## [Requirement]
Nothing but the lines below between the line holding "tessellator re-prepares tile" and the line holding "currently being fetched.", inclusive, should appear in the answer, each set down exactly.

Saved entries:
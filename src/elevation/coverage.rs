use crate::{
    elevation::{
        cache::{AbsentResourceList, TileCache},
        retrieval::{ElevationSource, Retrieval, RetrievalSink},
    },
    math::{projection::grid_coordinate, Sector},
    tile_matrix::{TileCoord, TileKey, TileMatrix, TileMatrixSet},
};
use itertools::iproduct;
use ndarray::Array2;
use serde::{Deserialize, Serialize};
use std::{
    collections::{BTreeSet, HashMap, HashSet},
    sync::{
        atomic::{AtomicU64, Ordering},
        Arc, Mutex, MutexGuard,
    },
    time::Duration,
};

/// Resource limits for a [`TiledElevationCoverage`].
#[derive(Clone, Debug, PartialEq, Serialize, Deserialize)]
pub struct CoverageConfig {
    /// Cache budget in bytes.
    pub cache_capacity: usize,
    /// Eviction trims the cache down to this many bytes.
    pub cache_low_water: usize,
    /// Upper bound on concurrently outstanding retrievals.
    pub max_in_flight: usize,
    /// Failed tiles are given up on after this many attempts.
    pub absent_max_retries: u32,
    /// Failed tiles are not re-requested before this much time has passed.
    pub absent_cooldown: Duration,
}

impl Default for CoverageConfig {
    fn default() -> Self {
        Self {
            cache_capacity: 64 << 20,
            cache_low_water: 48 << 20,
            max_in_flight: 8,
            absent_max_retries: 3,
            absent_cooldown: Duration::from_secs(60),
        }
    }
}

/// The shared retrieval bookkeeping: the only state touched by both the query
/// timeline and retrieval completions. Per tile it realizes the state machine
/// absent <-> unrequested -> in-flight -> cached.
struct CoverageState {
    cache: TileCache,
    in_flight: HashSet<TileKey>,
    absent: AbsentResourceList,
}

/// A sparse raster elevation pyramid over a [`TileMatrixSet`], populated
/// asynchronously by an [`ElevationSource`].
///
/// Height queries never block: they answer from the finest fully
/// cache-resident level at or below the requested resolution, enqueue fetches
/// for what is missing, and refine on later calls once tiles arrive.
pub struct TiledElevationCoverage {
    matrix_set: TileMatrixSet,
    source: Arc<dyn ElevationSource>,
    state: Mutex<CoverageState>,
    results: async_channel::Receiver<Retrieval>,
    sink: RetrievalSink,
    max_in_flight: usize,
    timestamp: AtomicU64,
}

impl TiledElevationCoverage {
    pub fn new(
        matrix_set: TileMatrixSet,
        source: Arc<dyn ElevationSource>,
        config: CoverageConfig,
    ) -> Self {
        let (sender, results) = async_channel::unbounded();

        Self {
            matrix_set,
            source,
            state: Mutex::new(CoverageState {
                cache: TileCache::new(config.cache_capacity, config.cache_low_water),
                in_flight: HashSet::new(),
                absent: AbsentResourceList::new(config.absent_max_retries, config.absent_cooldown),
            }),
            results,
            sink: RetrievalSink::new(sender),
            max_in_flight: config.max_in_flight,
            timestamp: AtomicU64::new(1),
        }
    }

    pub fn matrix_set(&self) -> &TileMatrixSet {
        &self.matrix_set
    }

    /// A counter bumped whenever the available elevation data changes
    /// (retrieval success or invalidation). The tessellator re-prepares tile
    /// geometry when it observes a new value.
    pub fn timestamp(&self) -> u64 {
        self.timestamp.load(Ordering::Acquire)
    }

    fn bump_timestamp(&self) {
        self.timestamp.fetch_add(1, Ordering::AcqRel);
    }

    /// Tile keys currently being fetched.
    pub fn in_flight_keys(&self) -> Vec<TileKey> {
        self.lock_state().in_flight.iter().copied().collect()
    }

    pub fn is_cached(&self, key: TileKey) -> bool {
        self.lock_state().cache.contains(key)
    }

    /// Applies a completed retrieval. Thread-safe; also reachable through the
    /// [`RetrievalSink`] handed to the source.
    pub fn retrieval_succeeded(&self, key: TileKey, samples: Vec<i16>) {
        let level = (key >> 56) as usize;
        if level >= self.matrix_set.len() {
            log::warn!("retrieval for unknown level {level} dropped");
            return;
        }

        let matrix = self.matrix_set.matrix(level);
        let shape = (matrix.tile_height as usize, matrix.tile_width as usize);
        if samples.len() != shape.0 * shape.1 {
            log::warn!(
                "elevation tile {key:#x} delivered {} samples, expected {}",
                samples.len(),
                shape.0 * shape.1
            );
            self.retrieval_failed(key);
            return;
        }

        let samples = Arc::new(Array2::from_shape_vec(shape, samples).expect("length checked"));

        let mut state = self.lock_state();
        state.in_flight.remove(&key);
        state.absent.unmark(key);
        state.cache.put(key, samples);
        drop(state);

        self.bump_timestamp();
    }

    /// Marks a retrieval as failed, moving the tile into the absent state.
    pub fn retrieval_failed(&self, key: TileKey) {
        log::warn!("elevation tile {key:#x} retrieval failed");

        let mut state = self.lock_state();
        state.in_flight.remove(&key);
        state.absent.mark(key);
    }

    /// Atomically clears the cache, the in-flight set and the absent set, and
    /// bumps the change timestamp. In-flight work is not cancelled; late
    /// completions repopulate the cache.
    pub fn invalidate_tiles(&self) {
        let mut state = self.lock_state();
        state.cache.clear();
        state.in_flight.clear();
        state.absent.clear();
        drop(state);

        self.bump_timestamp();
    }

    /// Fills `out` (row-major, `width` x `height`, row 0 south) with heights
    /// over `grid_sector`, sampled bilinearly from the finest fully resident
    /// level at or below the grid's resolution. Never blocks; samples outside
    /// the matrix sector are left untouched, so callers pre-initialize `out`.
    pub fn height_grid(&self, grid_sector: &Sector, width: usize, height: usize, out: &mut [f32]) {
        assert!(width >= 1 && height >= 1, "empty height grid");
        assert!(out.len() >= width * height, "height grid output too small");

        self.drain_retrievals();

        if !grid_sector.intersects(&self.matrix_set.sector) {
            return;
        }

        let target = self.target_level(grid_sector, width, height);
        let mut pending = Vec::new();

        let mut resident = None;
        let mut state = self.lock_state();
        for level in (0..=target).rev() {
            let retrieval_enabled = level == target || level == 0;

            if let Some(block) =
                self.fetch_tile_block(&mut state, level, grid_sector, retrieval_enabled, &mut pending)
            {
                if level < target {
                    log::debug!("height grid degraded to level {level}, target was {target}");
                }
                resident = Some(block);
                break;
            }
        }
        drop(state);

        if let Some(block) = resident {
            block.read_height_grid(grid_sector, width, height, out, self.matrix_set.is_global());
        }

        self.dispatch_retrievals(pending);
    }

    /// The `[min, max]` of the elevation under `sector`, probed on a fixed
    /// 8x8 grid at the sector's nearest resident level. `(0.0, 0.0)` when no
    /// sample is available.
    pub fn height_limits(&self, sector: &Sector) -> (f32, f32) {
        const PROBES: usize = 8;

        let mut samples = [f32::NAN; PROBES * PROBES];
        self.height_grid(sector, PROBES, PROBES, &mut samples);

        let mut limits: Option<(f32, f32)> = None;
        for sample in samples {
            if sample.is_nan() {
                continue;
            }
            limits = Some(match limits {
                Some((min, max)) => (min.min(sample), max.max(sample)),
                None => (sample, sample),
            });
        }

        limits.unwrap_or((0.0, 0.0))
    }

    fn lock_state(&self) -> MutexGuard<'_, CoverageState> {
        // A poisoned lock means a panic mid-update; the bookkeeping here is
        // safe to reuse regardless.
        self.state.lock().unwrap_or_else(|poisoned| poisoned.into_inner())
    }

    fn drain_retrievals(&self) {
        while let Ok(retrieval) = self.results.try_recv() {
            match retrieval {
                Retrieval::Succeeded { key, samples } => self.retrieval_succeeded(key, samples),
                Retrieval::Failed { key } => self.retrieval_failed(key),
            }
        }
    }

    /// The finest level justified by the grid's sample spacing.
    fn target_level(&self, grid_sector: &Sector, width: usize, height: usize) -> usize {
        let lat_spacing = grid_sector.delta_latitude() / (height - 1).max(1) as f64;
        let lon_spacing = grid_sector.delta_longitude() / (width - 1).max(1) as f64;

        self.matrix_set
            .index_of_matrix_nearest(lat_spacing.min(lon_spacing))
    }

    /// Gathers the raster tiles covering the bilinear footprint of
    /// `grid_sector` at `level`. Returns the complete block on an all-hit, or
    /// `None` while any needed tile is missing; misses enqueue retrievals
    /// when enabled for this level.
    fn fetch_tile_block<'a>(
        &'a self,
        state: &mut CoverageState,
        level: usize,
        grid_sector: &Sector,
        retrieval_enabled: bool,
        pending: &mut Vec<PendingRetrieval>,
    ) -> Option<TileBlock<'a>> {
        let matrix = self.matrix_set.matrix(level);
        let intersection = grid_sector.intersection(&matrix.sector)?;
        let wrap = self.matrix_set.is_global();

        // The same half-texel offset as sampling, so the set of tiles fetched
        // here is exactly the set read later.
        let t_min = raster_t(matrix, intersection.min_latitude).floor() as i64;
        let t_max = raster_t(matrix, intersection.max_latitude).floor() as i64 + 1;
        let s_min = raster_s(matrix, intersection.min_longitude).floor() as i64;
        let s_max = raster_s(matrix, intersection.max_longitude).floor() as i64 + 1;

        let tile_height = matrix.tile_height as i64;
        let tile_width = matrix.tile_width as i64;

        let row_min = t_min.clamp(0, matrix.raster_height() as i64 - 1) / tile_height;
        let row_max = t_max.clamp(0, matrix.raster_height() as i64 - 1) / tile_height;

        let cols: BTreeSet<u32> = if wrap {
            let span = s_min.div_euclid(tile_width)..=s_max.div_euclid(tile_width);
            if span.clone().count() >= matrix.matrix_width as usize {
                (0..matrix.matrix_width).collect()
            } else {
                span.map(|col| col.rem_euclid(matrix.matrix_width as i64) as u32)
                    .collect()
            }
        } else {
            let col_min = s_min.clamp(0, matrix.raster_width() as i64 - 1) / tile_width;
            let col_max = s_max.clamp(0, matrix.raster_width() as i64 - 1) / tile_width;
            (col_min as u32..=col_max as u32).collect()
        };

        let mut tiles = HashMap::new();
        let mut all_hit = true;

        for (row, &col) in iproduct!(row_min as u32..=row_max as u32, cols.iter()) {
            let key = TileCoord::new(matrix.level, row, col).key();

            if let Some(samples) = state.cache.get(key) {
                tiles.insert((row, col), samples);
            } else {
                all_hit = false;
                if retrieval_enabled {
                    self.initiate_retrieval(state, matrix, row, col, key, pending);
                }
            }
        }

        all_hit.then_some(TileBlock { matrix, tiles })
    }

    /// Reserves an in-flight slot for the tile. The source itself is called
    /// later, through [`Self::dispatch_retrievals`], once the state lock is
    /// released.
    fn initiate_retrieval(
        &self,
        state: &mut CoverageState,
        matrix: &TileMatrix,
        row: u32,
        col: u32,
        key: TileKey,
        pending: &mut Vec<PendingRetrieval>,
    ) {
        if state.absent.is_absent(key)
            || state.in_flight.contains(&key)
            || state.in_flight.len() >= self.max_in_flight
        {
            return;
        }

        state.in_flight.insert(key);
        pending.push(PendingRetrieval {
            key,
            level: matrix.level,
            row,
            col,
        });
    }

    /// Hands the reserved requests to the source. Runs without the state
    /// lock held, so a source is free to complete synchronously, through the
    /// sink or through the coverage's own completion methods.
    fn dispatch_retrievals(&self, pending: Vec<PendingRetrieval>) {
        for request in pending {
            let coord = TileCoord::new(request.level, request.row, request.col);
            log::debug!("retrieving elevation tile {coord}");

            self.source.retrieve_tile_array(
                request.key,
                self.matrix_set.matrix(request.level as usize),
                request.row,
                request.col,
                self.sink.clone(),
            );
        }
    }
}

## [Written solution]
    /// (retrieval success or invalidation). The tessellator re-prepares tile
    /// geometry when it observes a new value.
    pub fn timestamp(&self) -> u64 {
        self.timestamp.load(Ordering::Acquire)
    }

    fn bump_timestamp(&self) {
        self.timestamp.fetch_add(1, Ordering::AcqRel);
    }

    /// Tile keys currently being fetched.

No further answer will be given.